Given (not-necessarily linear) fibre bundles $E \to M$ and $F \to M$ over a smooth manifold $M$ with structure sheaf denoted $\mathcal{O}_M$, a (not-necessarily-linear) differential operator taking sections of $E$ to sections of $F$ can be defined as a bundle map $D: J^\infty E \to F$ covering the identity on $M$, where $J^\infty E$ is the limit of finite-dimensional jet bundles with some appropriate infinite-dimensional smooth manifold structure. A finite-order differential operator is one which factors through some finite-order jet bundle.

If $E$ and $F$ are indeed vector bundles, we can characterize linear differential operators by requiring that the bundle map $J^\infty E \to F$ is linear.

However, there is an alternative inductive definition of linear differential operators, which seems to work for any space (or topos) $M$ equipped with a sheaf of commutative algebras $\mathcal{O}_M$ over a sheaf of commutative rings $K$ .

For $\mathcal{O}_M$-modules $E$ and $F$, define the sheaf of $0$th order linear differential operators to be $\mathrm{Diff}^0(E,F)=\mathcal{Hom}_{\mathcal{O}_M}(E,F)$. The sheaf $\mathrm{Diff}^{k+1}(E,F)$ of differential operators of order at most $k+1$ is the subsheaf of $\mathcal{Hom}_K(E,F)$ consisting of sections $D$ whose commutators $[D,f]$ with every section $f$ of $\mathcal{O}_M$ lie in $\mathrm{Diff}^{k}(E,F)$. Then the sheaf of differential operators $\mathrm{Diff}(E,F)$ is defined to be the colimit of these modules.

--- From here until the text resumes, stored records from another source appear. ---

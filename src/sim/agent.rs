//! Agent physics
//!
//! Movement is discrete: a fall tick moves the agent down a fixed step, an
//! input moves it up a fixed step. There is no velocity integration.

use glam::Vec2;

use super::state::{Agent, Rotation, World};
use crate::consts::FLAP_FRAMES;

impl Agent {
    /// Place the agent at the centre of the world and remember it as the spawn point
    pub fn center_in(&mut self, world: &World) {
        self.position = world.size() / 2.0 - self.size / 2.0;
        self.initial = self.position;
    }

    /// Reset for a new round
    pub fn respawn(&mut self, world: &World) {
        self.center_in(world);
        self.is_flying = true;
        self.update_rotation();
    }

    /// Single upward jump of `distance`
    pub fn impulse(&mut self, distance: f32) {
        self.is_flying = true;
        self.position.y -= distance;
    }

    /// One fall step of `distance`. Falling still counts as flying.
    pub fn fall(&mut self, distance: f32) {
        self.is_flying = true;
        self.position.y += distance;
    }

    /// Advance the flap animation one frame
    pub fn advance_frame(&mut self) {
        self.frame_index = (self.frame_index + 1) % FLAP_FRAMES;
    }

    pub fn update_rotation(&mut self) {
        self.rotation = Rotation::for_flying(self.is_flying);
    }

    /// Centre point (used by the autopilot)
    pub fn center(&self) -> Vec2 {
        self.position + self.size / 2.0
    }
}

Does the notion of a differential operator of infinite order in this second definition agree with that given via jet bundles?

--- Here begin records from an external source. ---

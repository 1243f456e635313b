//! Round log
//!
//! One record per round start, append-only. Records are never edited
//! after they are written; scoring policy is left to whoever layers on top.

use chrono::{DateTime, Duration, SecondsFormat, Utc};
use serde::{Deserialize, Serialize};
use uuid::Uuid;

/// A single round entry
#[derive(Debug, Clone, PartialEq, Serialize, Deserialize)]
pub struct RoundRecord {
    pub score: u64,
    /// When the round started
    pub timestamp: DateTime<Utc>,
    pub id: Uuid,
}

impl RoundRecord {
    /// ISO-8601 start time with millisecond precision
    pub fn timestamp_iso(&self) -> String {
        self.timestamp.to_rfc3339_opts(SecondsFormat::Millis, true)
    }
}

/// Append-only list of rounds, oldest first
#[derive(Debug, Clone, Default, PartialEq, Serialize, Deserialize)]
pub struct RoundLog {
    entries: Vec<RoundRecord>,
}

impl RoundLog {
    pub fn new() -> Self {
        Self {
            entries: Vec::new(),
        }
    }

    /// Append a record for a round starting at `now`.
    ///
    /// Timestamps are strictly increasing: a `now` that is not after the
    /// previous record is moved to one millisecond past it.
    pub fn start_round(&mut self, now: DateTime<Utc>, id: Uuid) -> &RoundRecord {
        let timestamp = match self.entries.last() {
            Some(last) if now <= last.timestamp => last.timestamp + Duration::milliseconds(1),
            _ => now,
        };
        self.entries.push(RoundRecord {
            score: 0,
            timestamp,
            id,
        });
        &self.entries[self.entries.len() - 1]
    }

    pub fn len(&self) -> usize {
        self.entries.len()
    }

    pub fn is_empty(&self) -> bool {
        self.entries.is_empty()
    }

    /// The round in progress (or most recently finished)
    pub fn latest(&self) -> Option<&RoundRecord> {
        self.entries.last()
    }

    pub fn iter(&self) -> impl Iterator<Item = &RoundRecord> {
        self.entries.iter()
    }

    pub fn best_score(&self) -> Option<u64> {
        self.entries.iter().map(|r| r.score).max()
    }
}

It seems to me that this is not the case, since every differential operator in $\mathrm{Diff}(E,F)$ will be locally of finite order, whereas a differential operator of infinite order defined as a map out of $J^\infty(E) \to F$ might not be of finite order locally (as far as I can tell; I don't know any infinite-dimensional manifold theory). For instance, on a compact smooth manifold, by construction $\mathrm{Diff}(E,F)$ should just consist of finite-dimensional operators. If indeed my suspicion is right, that leads me to my second question:

Are there any interesting infinite-order differential operators, especially those that are not locally of finite order?

I can think of one natural infinite-order differential operator which is interesting from a more abstract point of view: the comultiplication $J^\infty \to J^\infty J^\infty$ of the jet comonad. I suspect there might be some infinite-order differential operators of more practical interest to physicists as well, though perhaps these might involve dealing with infinite-dimensional manifolds.